Argentine soldier (1798–1811)

Pedro Ríos (1798–1811), better known as the Tambor de Tacuarí (Drummer boy of Tacuarí in English) was a boy soldier who participated as a drummer in Manuel Belgrano's expedition to Paraguay (1810–11). He was killed in action while encouraging the troops at the battle of Tacuarí, where he also assisted a blinded officer. The drummer of Tacuarí became an iconic figure of the Argentine War of Independence.

== Early life ==
Ríos was born in Yaguareté-Corá (today known as Concepcion, in Corrientes Province), the son of an aging rural teacher. On 25 November 1810, Belgrano's troops arrived in Yaguareté-Corá. Ríos, then a 12-year old boy, offered his services to Belgrano, who denied the request. It was after the intervention of Ríos father, Antonio, that the general accepted the boy in the ranks of his army. He was assigned to the company of Mayor Celestino Vidal, a blinded officer, in order to become Vidal's guide.

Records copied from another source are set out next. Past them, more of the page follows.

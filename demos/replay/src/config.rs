//! Run configuration: optional JSON file, then environment overrides.

use std::path::Path;

use anyhow::{Context, Result};

use vt_core::SimConfig;

/// Read `path` if given, fall back to defaults otherwise, then apply
/// `VT_SPEED_MULTIPLIER` and `VT_STEP_SECS`.
pub fn load(path: Option<&Path>) -> Result<SimConfig> {
    let mut config: SimConfig = match path {
        Some(path) => {
            let text = std::fs::read_to_string(path)
                .with_context(|| format!("reading config {}", path.display()))?;
            serde_json::from_str(&text)
                .with_context(|| format!("parsing config {}", path.display()))?
        }
        None => SimConfig::default(),
    };

    if let Some(multiplier) = env_f64("VT_SPEED_MULTIPLIER") {
        config.speed_multiplier = multiplier;
    }
    if let Some(step) = env_f64("VT_STEP_SECS") {
        config.step_secs = step;
    }

    config.validate()?;
    Ok(config)
}

fn env_f64(key: &str) -> Option<f64> {
    let raw = std::env::var(key).ok()?;
    match raw.parse() {
        Ok(v) => Some(v),
        Err(_) => {
            tracing::warn!(key, value = %raw, "ignoring unparsable environment override");
            None
        }
    }
}
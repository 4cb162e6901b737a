//! Catalog platform API client.
//!
//! The pipeline's upstream: bib, item, and holding lookups against the
//! catalog platform. [`CatalogApi`] is the contract the pipeline consumes;
//! [`PlatformClient`] is the HTTP implementation. Pagination and
//! authentication details live here and nowhere else.

use crate::error::Result;
use crate::records::{Bib, Holding, Item};
use async_trait::async_trait;
use reqwest::StatusCode;
use serde::Deserialize;
use tracing::debug;

/// Read access to the catalog platform.
#[async_trait]
pub trait CatalogApi: Send + Sync {
    /// All items for a bib, fully paginated.
    async fn items_for_bib(&self, bib: &Bib) -> Result<Vec<Item>>;

    /// Holdings for a single bib.
    async fn holdings_for_bib(&self, bib: &Bib) -> Result<Vec<Holding>>;

    /// Holdings for a batch of bib ids, in one query.
    async fn holdings_for_bibs(&self, bib_ids: &[String]) -> Result<Vec<Holding>>;

    /// A bib by source and id. `Ok(None)` signals not-found, not an error:
    /// a deleted or missing bib means "nothing to index".
    async fn bib_by_id(&self, source: &str, id: &str) -> Result<Option<Bib>>;
}

/// A `(source, id)` pair naming a bib to fetch.
#[derive(Debug, Clone, PartialEq, Eq)]
pub struct BibIdentifier {
    /// Institution source tag.
    pub nypl_source: String,
    /// Bib record id.
    pub id: String,
}

/// Distinct bib identifiers referenced by a set of items.
#[must_use]
pub fn bib_identifiers_for_items(items: &[Item]) -> Vec<BibIdentifier> {
    items
        .iter()
        .flat_map(|item| {
            item.bib_ids.iter().map(|id| BibIdentifier {
                nypl_source: item.nypl_source.clone(),
                id: id.clone(),
            })
        })
        .collect()
}

/// Bib identifiers referenced by a set of holdings. Holdings are only
/// tracked for the home institution.
#[must_use]
pub fn bib_identifiers_for_holdings(holdings: &[Holding]) -> Vec<BibIdentifier> {
    holdings
        .iter()
        .flat_map(|holding| {
            holding.bib_ids.iter().map(|id| BibIdentifier {
                nypl_source: "sierra-nypl".to_string(),
                id: id.clone(),
            })
        })
        .collect()
}

/// Fetch the bibs owning a set of items. Missing bibs are skipped.
///
/// # Errors
///
/// Propagates the first catalog API failure.
pub async fn bibs_for_items(client: &dyn CatalogApi, items: &[Item]) -> Result<Vec<Bib>> {
    bibs_for_identifiers(client, bib_identifiers_for_items(items)).await
}

/// Fetch the bibs owning a set of holdings. Missing bibs are skipped.
///
/// # Errors
///
/// Propagates the first catalog API failure.
pub async fn bibs_for_holdings(client: &dyn CatalogApi, holdings: &[Holding]) -> Result<Vec<Bib>> {
    bibs_for_identifiers(client, bib_identifiers_for_holdings(holdings)).await
}

async fn bibs_for_identifiers(
    client: &dyn CatalogApi,
    identifiers: Vec<BibIdentifier>,
) -> Result<Vec<Bib>> {
    let fetches = identifiers
        .iter()
        .map(|ident| client.bib_by_id(&ident.nypl_source, &ident.id));
    let bibs = futures::future::try_join_all(fetches).await?;
    Ok(bibs.into_iter().flatten().collect())
}

/// Envelope the platform wraps every payload in.
#[derive(Debug, Deserialize)]
struct ApiResponse<T> {
    #[serde(default = "Option::default")]
    data: Option<T>,
}

/// HTTP implementation of [`CatalogApi`].
#[derive(Debug)]
pub struct PlatformClient {
    client: reqwest::Client,
    base_url: String,
    items_page_size: u32,
}

impl PlatformClient {
    /// Create a client against `base_url` (no trailing slash), paging item
    /// fetches by `items_page_size` (clamped to at least 1, since a
    /// zero-item page can never satisfy the last-page check).
    #[must_use]
    pub fn new(base_url: impl Into<String>, items_page_size: u32) -> Self {
        PlatformClient {
            client: reqwest::Client::new(),
            base_url: base_url.into(),
            items_page_size: items_page_size.max(1),
        }
    }

    async fn get<T: serde::de::DeserializeOwned>(&self, path: &str) -> Result<Option<T>> {
        let url = format!("{}/{path}", self.base_url);
        debug!(%url, "PlatformClient fetch");
        let response = self.client.get(&url).send().await?;
        if response.status() == StatusCode::NOT_FOUND {
            return Ok(None);
        }
        let envelope: ApiResponse<T> = response.error_for_status()?.json().await?;
        Ok(envelope.data)
    }
}

#[async_trait]
impl CatalogApi for PlatformClient {
    async fn items_for_bib(&self, bib: &Bib) -> Result<Vec<Item>> {
        let limit = self.items_page_size;
        let mut offset = 0;
        let mut items: Vec<Item> = Vec::new();
        loop {
            let path = format!(
                "bibs/{}/{}/items?limit={limit}&offset={offset}",
                bib.nypl_source, bib.id
            );
            let page: Vec<Item> = self.get(&path).await?.unwrap_or_default();
            let page_len = page.len();
            debug!(count = page_len, "PlatformClient got items page");
            items.extend(page);
            if page_len < limit as usize {
                return Ok(items);
            }
            offset += limit;
        }
    }

    async fn holdings_for_bib(&self, bib: &Bib) -> Result<Vec<Holding>> {
        let path = format!("holdings?bib_id={}", bib.id);
        Ok(self.get(&path).await?.unwrap_or_default())
    }

    async fn holdings_for_bibs(&self, bib_ids: &[String]) -> Result<Vec<Holding>> {
        let path = format!("holdings?bib_ids={}", bib_ids.join(","));
        Ok(self.get(&path).await?.unwrap_or_default())
    }

    async fn bib_by_id(&self, source: &str, id: &str) -> Result<Option<Bib>> {
        self.get(&format!("bibs/{source}/{id}")).await
    }
}
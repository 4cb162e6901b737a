//! Error types for indexer operations.
//!
//! This module provides the [`IndexerError`] type for all pipeline
//! operations and the [`Result`] convenience type.

use thiserror::Error;

/// Error type for all indexer operations.
///
/// Represents the error conditions that can occur while fetching catalog
/// records, enriching them, and assembling statement documents.
#[derive(Error, Debug)]
pub enum IndexerError {
    /// The institution source tag is not recognized, so no identifier can
    /// be derived for the record.
    #[error("Unknown institution source: {0}")]
    UnknownSource(String),

    /// The statement set for a record could not be assembled into a
    /// document (e.g. no bib group was found).
    #[error("Document assembly failed: {0}")]
    Assembly(String),

    /// An upstream collaborator (catalog API, off-site registry) failed.
    #[error("Upstream error: {0}")]
    Upstream(String),

    /// Transport-level HTTP failure.
    #[error("HTTP error: {0}")]
    Http(#[from] reqwest::Error),

    /// A payload could not be decoded.
    #[error("Serialization error: {0}")]
    Serialization(#[from] serde_json::Error),

    /// The search index rejected a write or delete (not-found deletes are
    /// not errors; see [`crate::search_index::SearchIndex`]).
    #[error("Search index error: {0}")]
    Index(String),

    /// Invalid configuration.
    #[error("Config error: {0}")]
    Config(String),
}

/// Convenience type alias for [`std::result::Result`] with [`IndexerError`].
pub type Result<T> = std::result::Result<T, IndexerError>;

== Expedition to Paraguay ==
The first time that Ríos saw action in Paraguay was during the battle of Paraguarí, in January 1811, where Belgrano's troops were routed. The boy Ríos was in charge of the artillery wagons and also help the wounded in the field hospital, but later in the engagement he guided the march of the soldiers as a drummer, ignoring the risks of being exposed to enemy fire in the first line of battle.

In the battle of Tacuarí, on 9 March 1811, Ríos assisted his blinded mayor, leading in the meantime the company's troops with his drumbeat. He was eventually hit by two bullets in the chest and fell. Mayor Vidal, feeling that the drummer was wounded, attempted to save him, but to no avail. Vidal claimed that he owed his own life to Ríos, who received the shots that were actually aimed to him.

== Iconic figure of Argentine independence ==

A late 19th century depicting the drummer assisting Mayor Vidal during the battle

In his late years, Manuel Belgrano recalled the death of the Drummer of Tacuarí as one of his most poignant memories. In 1912, Argentina's National Council of Education established that the drummer must be remembered in the anniversary of the battle in all elementary schools as an example of gallantry and self-denial. A 1909 poem composed by Rafael Obligado commemorates the drummer boy's deeds. There are monuments to the drummer both at the Colegio Militar de la Nación and at his native city of Concepción.

=== Revisionism ===
Historian Daniel Balmaceda put in question the very existence of the drummer boy, arguing that the children is not present in the battle reports and that the first mention to the drummer of Tacuarí is found 45 years after the Paraguayan campaign, and depicted shortly after in a painting with a 50-year-old blind man; however, Vidal was nearly 21 years old when the battle took place.